Could you print every record below exactly as it appears?

[Dataset entries]
========

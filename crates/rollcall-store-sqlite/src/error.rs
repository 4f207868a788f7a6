//! Error type for `rollcall-store-sqlite`.

use thiserror::Error;

#[derive(Debug, Error)]
pub enum Error {
  #[error(transparent)]
  Core(#[from] rollcall_core::Error),

  #[error("database error: {0}")]
  Database(#[from] rusqlite::Error),

  /// A caller-supplied column name failed the per-table whitelist check.
  /// Identifiers are never interpolated from untrusted input.
  #[error("unknown column {column:?} on table {table}")]
  UnknownColumn { table: &'static str, column: String },

  #[error("at least one predicate is required")]
  EmptyPredicates,
}

pub type Result<T, E = Error> = std::result::Result<T, E>;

========

**RESULT:**
filename crates/rollcall-store-sqlite/src/error.rs
repository 4f207868a788f7a6
//! Error type for `rollcall-store-sqlite`.

use thiserror::Error;

#[derive(Debug, Error)]
pub enum Error {
  #[error(transparent)]
  Core(#[from] rollcall_core::Error),

  #[error("database error: {0}")]
  Database(#[from] rusqlite::Error),

  /// A caller-supplied column name failed the per-table whitelist check.
  /// Identifiers are never interpolated from untrusted input.
  #[error("unknown column {column:?} on table {table}")]
  UnknownColumn { table: &'static str, column: String },

  #[error("at least one predicate is required")]
  EmptyPredicates,
}

pub type Result<T, E = Error> = std::result::Result<T, E>;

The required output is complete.